Oligosaccharides are molecules formed by the combination of several monosaccharides linked by glycosidic bonds. Determining the exact structure of oligosaccharides is more complex than that of proteins or oligonucleotides. It involves the determination of additional components as a result of the isomeric nature of monosaccharides and their ability to form linear or branched oligosaccharides. Knowing the structure of an oligosaccharide requires not only determination of the monosaccharide sequence and branching pattern, but also the isomer position and the anomeric configuration of each of its glycosidic bonds. Advances in glycobiology include a comprehensive study of the structure, biosynthesis and biology of sugars and saccharides. Mass spectrometry (MS) is emerging as a facilitating technology in the field of glycomics and glycobiology.

Analysis of Lipids

Lipids consist of many different classes of molecules that are soluble in organic solvents. Lipidomics, an important part of metabolomics, constitute a detailed analysis and global characterization of the structure and function of lipids (lipidomes) in a living system, both spatially and temporally. Many new strategies have been developed for mass spectrometry based analysis of lipids. It includes the most popular lipidomic methodologies, electrospray ionization (ESI) sources and triple quadrupole analyzers. Using mass spectrometry, it is possible to determine the molecular weight, element composition, branching position and the nature of the substituents in the lipid structure.
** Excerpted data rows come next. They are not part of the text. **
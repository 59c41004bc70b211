// isoforge-core/src/domain/tables/rename.rs
//
// Codes retired by successive ISO 3166-2 revisions, mapped to the code
// that replaced them. Only emission looks at this table: a canonical record
// keeps its identity, the table decides which alias lines follow it.

use crate::domain::error::DomainError;
use crate::domain::identifier::clean_code;
use serde::{Deserialize, Serialize};
use std::collections::{BTreeMap, BTreeSet};

#[derive(Debug, Clone, PartialEq, Eq, Serialize, Deserialize)]
pub struct RenameEntry {
    pub deprecated: String,
    pub current: String,
}

#[derive(Debug, Clone, Default)]
pub struct RenameTable {
    current_by_deprecated: BTreeMap<String, String>,
    deprecated_by_current: BTreeMap<String, BTreeSet<String>>,
}

impl RenameTable {
    /// Builds and validates the table.
    ///
    /// Rejected: a code renamed to itself, a deprecated code pointing at two
    /// different current codes, and any code that is both a target and an alias
    /// (resolution chains must have length 1).
    pub fn new(entries: Vec<RenameEntry>) -> Result<Self, DomainError> {
        let mut current_by_deprecated: BTreeMap<String, String> = BTreeMap::new();

        for entry in entries {
            let deprecated = clean_code(&entry.deprecated);
            let current = clean_code(&entry.current);

            if deprecated.is_empty() || current.is_empty() {
                return Err(DomainError::RenameTableInconsistency(format!(
                    "empty code in entry '{}' -> '{}'",
                    entry.deprecated, entry.current
                )));
            }
            if deprecated == current {
                return Err(DomainError::RenameTableInconsistency(format!(
                    "'{}' is renamed to itself",
                    deprecated
                )));
            }
            if let Some(existing) = current_by_deprecated.get(&deprecated)
                && *existing != current
            {
                return Err(DomainError::RenameTableInconsistency(format!(
                    "'{}' resolves to both '{}' and '{}'",
                    deprecated, existing, current
                )));
            }
            current_by_deprecated.insert(deprecated, current);
        }

        let mut deprecated_by_current: BTreeMap<String, BTreeSet<String>> = BTreeMap::new();
        for (deprecated, current) in &current_by_deprecated {
            if current_by_deprecated.contains_key(current) {
                return Err(DomainError::RenameTableInconsistency(format!(
                    "'{}' is both the target of '{}' and an alias of '{}'",
                    current, deprecated, current_by_deprecated[current]
                )));
            }
            deprecated_by_current
                .entry(current.clone())
                .or_default()
                .insert(deprecated.clone());
        }

        Ok(Self {
            current_by_deprecated,
            deprecated_by_current,
        })
    }

    /// Current code a deprecated code was renamed to.
    pub fn current_for(&self, deprecated: &str) -> Option<&str> {
        self.current_by_deprecated.get(deprecated).map(String::as_str)
    }

    /// Deprecated aliases of a current code, ascending.
    pub fn aliases_of<'a>(&'a self, current: &str) -> impl Iterator<Item = &'a str> + use<'a> {
        self.deprecated_by_current
            .get(current)
            .into_iter()
            .flat_map(|aliases| aliases.iter().map(String::as_str))
    }

    pub fn is_deprecated(&self, code: &str) -> bool {
        self.current_by_deprecated.contains_key(code)
    }

    pub fn len(&self) -> usize {
        self.current_by_deprecated.len()
    }

    pub fn is_empty(&self) -> bool {
        self.current_by_deprecated.is_empty()
    }
}
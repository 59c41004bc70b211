// isoforge-core/src/application/serializer.rs

// One strategy per entity kind. Each builds a flat context (tokens already
// computed, name already escaped) and hands it to the line template, so a
// new output format is a new set of templates and nothing else.

use serde_json::json;

use crate::application::ports::TemplateEngine;
use crate::domain::emission::{SubdivisionLine, TypeEntry};
use crate::domain::identifier::{canonical_enum_token, escape_display_name};
use crate::domain::project::{EnumTemplates, ProjectConfig};
use crate::domain::reference::{Country, Currency};
use crate::error::IsoforgeError;

pub struct EnumSerializer<'r, T: TemplateEngine + ?Sized> {
    engine: &'r T,
    templates: &'r EnumTemplates,
    escape_names: bool,
}

impl<'r, T: TemplateEngine + ?Sized> EnumSerializer<'r, T> {
    pub fn new(engine: &'r T, templates: &'r EnumTemplates, escape_names: bool) -> Self {
        Self {
            engine,
            templates,
            escape_names,
        }
    }

    pub fn from_config(engine: &'r T, config: &'r ProjectConfig) -> Self {
        Self::new(engine, &config.templates, config.escape_names)
    }

    fn display(&self, raw: &str) -> String {
        if self.escape_names {
            escape_display_name(raw)
        } else {
            raw.to_string()
        }
    }

    /// An empty continent renders as a missing value (`null` with the default template).
    pub fn country(&self, country: &Country) -> Result<String, IsoforgeError> {
        let continent = country.has_continent().then_some(country.continent.as_str());
        let context = json!({
            "code": country.code,
            "token": canonical_enum_token(&country.code),
            "name": self.display(&country.name),
            "continent": continent,
            "currency": country.currency,
        });
        self.engine.render(&self.templates.country, &context)
    }

    pub fn subdivision(&self, line: &SubdivisionLine) -> Result<String, IsoforgeError> {
        let subdivision = &line.subdivision;
        let context = json!({
            "code": subdivision.code,
            "token": canonical_enum_token(&subdivision.code),
            "name": self.display(&subdivision.name),
            "type": subdivision.kind,
            "type_token": canonical_enum_token(&subdivision.kind),
            "parent": subdivision.parent,
            "parent_token": canonical_enum_token(&subdivision.parent),
            "country": subdivision.country,
            "alias_of": line.alias_of,
            "alias_of_token": line.alias_of.as_deref().map(canonical_enum_token),
        });

        let template = if line.is_alias() {
            &self.templates.subdivision_alias
        } else {
            &self.templates.subdivision
        };
        self.engine.render(template, &context)
    }

    pub fn currency(&self, currency: &Currency) -> Result<String, IsoforgeError> {
        let context = json!({
            "code": currency.code,
            "token": canonical_enum_token(&currency.code),
            "name": self.display(&currency.name),
            "symbol": self.display(&currency.symbol),
            "deprecated": currency.deprecated,
        });
        self.engine.render(&self.templates.currency, &context)
    }

    pub fn subdivision_type(&self, entry: &TypeEntry) -> Result<String, IsoforgeError> {
        let context = json!({
            "token": entry.token,
            "label": self.display(&entry.label),
            "type": entry.kind,
        });
        self.engine.render(&self.templates.subdivision_type, &context)
    }
}
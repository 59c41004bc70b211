// isoforge/src/cli.rs
//
// Single source of truth for all CLI definitions (Clap structs).

use clap::{Parser, Subcommand};
use std::path::PathBuf;

#[derive(Parser)]
#[command(name = "isoforge")]
#[command(about = "Reconciles ISO country, subdivision and currency data into enum constants", long_about = None)]
#[command(version)]
pub struct Cli {
    #[command(subcommand)]
    pub command: Commands,
}

#[derive(Subcommand)]
pub enum Commands {
    /// 🚀 Reconciles every source and writes the enum files
    Run {
        /// Project directory
        #[arg(long, default_value = ".")]
        project_dir: PathBuf,

        /// Exit non-zero when the run reported issues (files are written anyway).
        /// Also enabled by `strict: true` in isoforge.yaml or ISOFORGE_STRICT=1.
        #[arg(long)]
        strict: bool,
    },

    /// ✅ Validates isoforge.yaml and the static tables without reading any source
    Check {
        #[arg(long, default_value = ".")]
        project_dir: PathBuf,
    },

    /// 🧹 Removes generated files (output/ folder)
    Clean {
        #[arg(long, default_value = ".")]
        project_dir: PathBuf,
    },
}
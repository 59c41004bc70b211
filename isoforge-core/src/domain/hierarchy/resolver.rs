// isoforge-core/src/domain/hierarchy/resolver.rs

use std::collections::{HashMap, HashSet};

use crate::domain::reference::Subdivision;
use crate::domain::report::{Issue, RunReport};

/// Outcome of a parent-chain walk.
#[derive(Debug, Clone, Copy, PartialEq, Eq)]
pub enum Depth {
    /// The chain reached the country after this many hops (direct child = 1).
    Resolved(usize),
    /// The chain stopped on an unknown parent; hops walked before the break.
    Orphaned(usize),
    /// The chain loops and never reaches the country.
    Cyclic,
}

impl Depth {
    /// Numeric depth used for ordering. Cycles sort as root-equivalent (0).
    pub fn level(self) -> usize {
        match self {
            Self::Resolved(n) | Self::Orphaned(n) => n,
            Self::Cyclic => 0,
        }
    }
}

/// Nesting depth of subdivisions inside ONE country.
/// Parent chains never cross country boundaries, so peers are per country.
pub struct HierarchyResolver<'a> {
    country: &'a str,
    by_code: HashMap<&'a str, &'a Subdivision>,
}

impl<'a> HierarchyResolver<'a> {
    pub fn new(country: &'a str, peers: &'a [Subdivision]) -> Self {
        let by_code = peers.iter().map(|s| (s.code.as_str(), s)).collect();
        Self { country, by_code }
    }

    /// Walks the parent chain iteratively. A visited set bounds the walk:
    /// a chain that revisits a code is reported as [`Depth::Cyclic`].
    pub fn depth(&self, subdivision: &Subdivision) -> Depth {
        let mut visited: HashSet<&str> = HashSet::new();
        visited.insert(subdivision.code.as_str());

        let mut current = subdivision;
        let mut hops = 0;
        loop {
            if current.parent == self.country {
                return Depth::Resolved(hops + 1);
            }
            let Some(parent) = self.by_code.get(current.parent.as_str()).copied() else {
                return Depth::Orphaned(hops);
            };
            if !visited.insert(parent.code.as_str()) {
                return Depth::Cyclic;
            }
            hops += 1;
            current = parent;
        }
    }

    /// Same as [`Self::depth`], recording malformed chains in the report.
    pub fn level(&self, subdivision: &Subdivision, report: &mut RunReport) -> usize {
        let depth = self.depth(subdivision);
        match depth {
            Depth::Resolved(_) => {}
            Depth::Orphaned(hops) => report.record(Issue::UnresolvableReference {
                code: subdivision.code.clone(),
                detail: format!(
                    "parent chain breaks after {} hop(s) without reaching {}",
                    hops, self.country
                ),
            }),
            Depth::Cyclic => report.record(Issue::CyclicHierarchy {
                code: subdivision.code.clone(),
                country: self.country.to_string(),
            }),
        }
        depth.level()
    }
}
Analysis of Proteins and Peptides

Proteins and peptides are linear polymers composed of combinations of 20 amino acids linked by peptide bonds. Proteins undergo many post-transformation changes, extending the range of their functions with such modifications. The term proteomics refers to the analysis of the complete protein content in a living system, including co-modified and post-translational modified proteins and alternatively spliced variants. Mass Spectrometry has now become a crucial technique for almost all proteomic experiments. It allows precise determination of the sequences as well as the molecular mass of the peptides. This information can be used very well for protein identification, de novo sequencing, and detection of post-translational changes.